Why should one think that people fitting this description are unlikely to have committed sexual harassment? It seems to me that many of the men who have been revealed to be harassers have had friends who would’ve thought they were ethical, and who have observed them to have apparently healthy professional relationships with men, women, people of color, etc. So this isn’t actually evidence for untruth of the evidence of harassment.
One of the classic responses to harassment is that the harasser’s friends react by saying “My friend X wouldn’t do such a thing!” Maybe you don’t know whether he would or not? Someone’s out there doing the harassing, and those people have friends. Maybe one of those friends is you.

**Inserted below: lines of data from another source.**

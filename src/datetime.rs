use chrono::{DateTime, FixedOffset, NaiveTime, SecondsFormat, TimeDelta};
use rocket::serde::{Deserialize, Serialize};

#[derive(Serialize, Deserialize, PartialEq, Debug, Clone, Copy)]
pub struct Timestamp(pub DateTime<FixedOffset>);
impl Timestamp {
    pub fn now() -> Self {
        Self(chrono::Local::now().fixed_offset()).trimmed_to_sec()
    }
    pub fn trimmed_to_sec(&self) -> Self {
        let nanos = self.0.timestamp_subsec_nanos();
        if let Some(dt) = self.0.checked_sub_signed(TimeDelta::nanoseconds(nanos as i64)) {
            Timestamp(dt)
        } else {
            *self
        }
    }
    pub fn to_iso_string(self) -> String {
        if self.0.timestamp_subsec_millis() == 0 {
            self.0.to_rfc3339_opts(SecondsFormat::Secs, true)
        } else {
            self.0.to_rfc3339_opts(SecondsFormat::Millis, true)
        }
    }
    pub fn from_iso_string(datetime_str: &str) -> Result<Self, anyhow::Error> {
        let dt = DateTime::parse_from_rfc3339(datetime_str)?;
        Ok(Self(dt))
    }
}

impl From<DateTime<FixedOffset>> for Timestamp {
    fn from(value: DateTime<FixedOffset>) -> Self {
        Self(value)
    }
}
impl<DB: sqlx::Database> sqlx::Type<DB> for Timestamp
where
    str: sqlx::Type<DB>,
{
    fn type_info() -> <DB as sqlx::Database>::TypeInfo {
        // TEXT columns only
        <&str as sqlx::Type<DB>>::type_info()
    }
}
impl<'r, DB: sqlx::Database> sqlx::Decode<'r, DB> for Timestamp
where
    &'r str: sqlx::Decode<'r, DB>,
{
    fn decode(value: <DB as sqlx::Database>::ValueRef<'r>) -> Result<Self, sqlx::error::BoxDynError> {
        let value = <&str as sqlx::Decode<DB>>::decode(value)?;
        Ok(Timestamp::from_iso_string(value)?)
    }
}

/// Parses a schedule time of day, `"1:15 PM"`, `"1:15PM"` or `"13:15"`.
pub fn parse_time_of_day(s: &str) -> Option<NaiveTime> {
    let s = s.trim().to_uppercase();
    let compact = s.replace(' ', "");
    for (text, format) in [
        (s.as_str(), "%I:%M %p"),
        (compact.as_str(), "%I:%M%p"),
        (s.as_str(), "%H:%M"),
        (s.as_str(), "%H:%M:%S"),
    ] {
        if let Ok(tm) = NaiveTime::parse_from_str(text, format) {
            return Some(tm)
        }
    }
    None
}

#[test]
fn test_trimmed_to_sec() {
    let dt = Timestamp::now();
    assert_eq!(dt.0.timestamp_subsec_nanos(), 0);
}

#[test]
fn test_parse_timestamp() {
    for (dtstr, dtstr2) in &[
        ("1970-03-05 14:32:45+00:00", "1970-03-05T14:32:45Z"),
        ("2025-03-05T14:32:45Z", "2025-03-05T14:32:45Z"),
        ("2025-03-05T14:32:45-05:00", "2025-03-05T14:32:45-05:00"),
        ("2025-03-17T21:27:04.095+01:00", "2025-03-17T21:27:04.095+01:00")
    ] {
        let dt = Timestamp::from_iso_string(dtstr)
            .map_err(|e| println!("parse {dtstr} error: {e}")).unwrap();
        assert_eq!(&dt.to_iso_string(), dtstr2)
    }
}

#[test]
fn test_parse_time_of_day() {
    for (s, expected) in &[
        ("1:15 PM", Some((13, 15))),
        ("1:15pm", Some((13, 15))),
        (" 09:05 AM ", Some((9, 5))),
        ("12:00 AM", Some((0, 0))),
        ("13:15", Some((13, 15))),
        ("Finished", None),
        ("", None),
    ] {
        let expected = expected.map(|(h, m)| NaiveTime::from_hms_opt(h, m, 0).unwrap());
        assert_eq!(parse_time_of_day(s), expected, "time: {s:?}");
    }
}
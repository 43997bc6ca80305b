use std::collections::BTreeMap;
use std::path::Path;
use anyhow::Context;
use serde::{Deserialize, Serialize};

/// Column roles of a schedule table row.
#[derive(Serialize, Deserialize, Clone, Debug, PartialEq)]
#[serde(default)]
pub struct ScheduleColumns {
    pub time_col: usize,
    pub name_col: usize,
    pub class_col: usize,
    pub min_cells: usize,
}
impl Default for ScheduleColumns {
    fn default() -> Self {
        Self { time_col: 0, name_col: 1, class_col: 2, min_cells: 3 }
    }
}

/// Column roles of a results table row.
#[derive(Serialize, Deserialize, Clone, Debug, PartialEq)]
#[serde(default)]
pub struct ScoreColumns {
    pub name_col: usize,
    pub score_col: usize,
    pub min_cells: usize,
    /// css class marking a division header row
    pub division_marker: String,
    /// text removed from the score cell before parsing, compared upper-cased
    pub score_noise: Vec<String>,
}
impl Default for ScoreColumns {
    fn default() -> Self {
        Self {
            name_col: 1,
            score_col: 2,
            min_cells: 3,
            division_marker: "division-name".to_string(),
            score_noise: vec!["VIEW RECAP".to_string()],
        }
    }
}

#[derive(Serialize, Deserialize, Clone, Debug, PartialEq)]
pub struct PodSpec {
    pub name: String,
    pub rounds: Vec<u32>,
}

/// Two-heat qualification format, active for one division under one event type.
#[derive(Serialize, Deserialize, Clone, Debug, PartialEq)]
#[serde(default)]
pub struct PodRule {
    pub division: String,
    pub event_type: String,
    pub pods: Vec<PodSpec>,
    pub per_pod: usize,
    pub wildcards: usize,
}
impl Default for PodRule {
    fn default() -> Self {
        Self {
            division: "Scholastic A".to_string(),
            event_type: "regional_plus".to_string(),
            pods: vec![
                PodSpec { name: "Pod 1".to_string(), rounds: vec![1, 2] },
                PodSpec { name: "Pod 2".to_string(), rounds: vec![3, 4] },
            ],
            per_pod: 5,
            wildcards: 5,
        }
    }
}

#[derive(Serialize, Deserialize, Clone, Debug, PartialEq)]
pub struct EventTypeMarker {
    /// substring of the event name, compared case-insensitively
    pub marker: String,
    pub event_type: String,
}

#[derive(Serialize, Deserialize, Clone, Debug, PartialEq)]
#[serde(default)]
pub struct Ruleset {
    pub default_division: String,
    pub unknown_class: String,
    pub fallback_slots: u32,
    pub class_abbreviations: BTreeMap<String, String>,
    /// regex fragments, matched case-insensitively on word boundaries
    pub org_keywords: Vec<String>,
    pub control_tokens: Vec<String>,
    pub excluded_link_marker: String,
    pub schedule_columns: ScheduleColumns,
    pub score_columns: ScoreColumns,
    pub pod_rule: Option<PodRule>,
    pub event_type_markers: Vec<EventTypeMarker>,
}

impl Default for Ruleset {
    fn default() -> Self {
        let class_abbreviations = [
            ("SRA", "Scholastic Regional A"),
            ("SA", "Scholastic A"),
            ("SO", "Scholastic Open"),
            ("SW", "Scholastic World"),
            ("IRA", "Independent Regional A"),
            ("IA", "Independent A"),
            ("IO", "Independent Open"),
            ("IW", "Independent World"),
        ].into_iter().map(|(k, v)| (k.to_string(), v.to_string())).collect();
        let org_keywords = [
            "High School", "HS", "Academy", "Winterguard", "WG", "Independent",
            "Performing Arts", "Visual Productions", r"Nuance\s+\w+",
        ].into_iter().map(String::from).collect();
        Self {
            default_division: "Scholastic A".to_string(),
            unknown_class: "Unknown Class".to_string(),
            fallback_slots: 10,
            class_abbreviations,
            org_keywords,
            control_tokens: vec!["Group".to_string(), "Class".to_string(), "Break".to_string()],
            excluded_link_marker: "regional a".to_string(),
            schedule_columns: Default::default(),
            score_columns: Default::default(),
            pod_rule: Some(PodRule::default()),
            event_type_markers: vec![EventTypeMarker { marker: "Regional+".to_string(), event_type: "regional_plus".to_string() }],
        }
    }
}

impl Ruleset {
    pub fn from_yaml(yaml: &str) -> anyhow::Result<Self> {
        let ruleset: Ruleset = serde_yaml::from_str(yaml)?;
        if ruleset.default_division.trim().is_empty() {
            anyhow::bail!("default_division must not be empty");
        }
        Ok(ruleset)
    }
    pub fn load(path: &Path) -> anyhow::Result<Self> {
        let yaml = std::fs::read_to_string(path)
            .with_context(|| format!("Cannot read ruleset file {}", path.display()))?;
        Self::from_yaml(&yaml).with_context(|| format!("Invalid ruleset file {}", path.display()))
    }
    /// Abbreviations sorted longest first, so alternations prefer `SRA` over `SA`.
    pub fn abbreviations_longest_first(&self) -> Vec<&str> {
        let mut abbrs: Vec<&str> = self.class_abbreviations.keys().map(String::as_str).collect();
        abbrs.sort_by(|a, b| b.len().cmp(&a.len()).then(a.cmp(b)));
        abbrs
    }
    pub fn expand_abbreviation(&self, label: &str) -> Option<&str> {
        self.class_abbreviations.get(&label.to_uppercase()).map(String::as_str)
    }
    pub fn event_type_for_name(&self, event_name: &str) -> Option<String> {
        let name = event_name.to_lowercase();
        self.event_type_markers.iter()
            .find(|m| name.contains(&m.marker.to_lowercase()))
            .map(|m| m.event_type.clone())
    }
    pub fn pod_rule_for(&self, event_type: Option<&str>, class_base: &str) -> Option<&PodRule> {
        let event_type = event_type?;
        self.pod_rule.as_ref()
            .filter(|rule| rule.event_type == event_type && rule.division == class_base)
    }
}

#[cfg(test)]
mod tests {
    use super::*;

    #[test]
    fn partial_yaml_keeps_defaults() {
        let ruleset = Ruleset::from_yaml("fallback_slots: 12\npod_rule: null\n").unwrap();
        assert_eq!(ruleset.fallback_slots, 12);
        assert_eq!(ruleset.default_division, "Scholastic A");
        assert!(ruleset.pod_rule.is_none());
        assert_eq!(ruleset.expand_abbreviation("io"), Some("Independent Open"));
    }

    #[test]
    fn empty_default_division_is_rejected() {
        assert!(Ruleset::from_yaml("default_division: ' '").is_err());
    }

    #[test]
    fn pod_rule_needs_event_type_and_division() {
        let ruleset = Ruleset::default();
        assert!(ruleset.pod_rule_for(Some("regional_plus"), "Scholastic A").is_some());
        assert!(ruleset.pod_rule_for(Some("regional_plus"), "Scholastic Open").is_none());
        assert!(ruleset.pod_rule_for(None, "Scholastic A").is_none());
        assert_eq!(ruleset.event_type_for_name("Dayton REGIONAL+"), Some("regional_plus".to_string()));
        assert_eq!(ruleset.event_type_for_name("Dayton Regional"), None);
    }

    #[test]
    fn abbreviations_prefer_longer() {
        let ruleset = Ruleset::default();
        let abbrs = ruleset.abbreviations_longest_first();
        let sra = abbrs.iter().position(|a| *a == "SRA").unwrap();
        let sa = abbrs.iter().position(|a| *a == "SA").unwrap();
        assert!(sra < sa);
    }

    #[test]
    fn shipped_ruleset_matches_defaults() {
        let ruleset = Ruleset::load(Path::new("ruleset.yaml")).unwrap();
        assert_eq!(ruleset, Ruleset::default());
    }
}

Again, no evidence for a deliberate lie, but (maybe?) evidence for untruth. Doubt ensues.
Well, look at one of the cases Beebee and Widdows discuss. A woman’s senior colleague puts his hand on her thigh, twice. The only room for “untruth but no deliberate lie” there is that she doesn’t know whether his hand is on her thigh, which, come on. Or that there’s some innocent interpretation for how that happened, twice, which, again, come on. It’s a really bad idea to twist ourselves into pretzels trying to come up with some innocent explanation for this sort of behavior when what’s most likely is that the senior colleague was harassing the woman. Which, as we know, is the sort of thing that happens all the time. So why doubt that it happened this time, unless “you have a credible reason for thinking she is lying to you”?

agradstudent
agradstudent
Reply to  Matt Weiner
6 years ago

> Why should one think that people fitting this description are unlikely to have committed sexual harassment? It seems to me that many of the men who have been revealed to be harassers have had friends who would’ve thought they were ethical, and who have observed them to have apparently healthy professional relationships with men, women, people of color, etc. So this isn’t actually evidence for untruth of the evidence of harassment.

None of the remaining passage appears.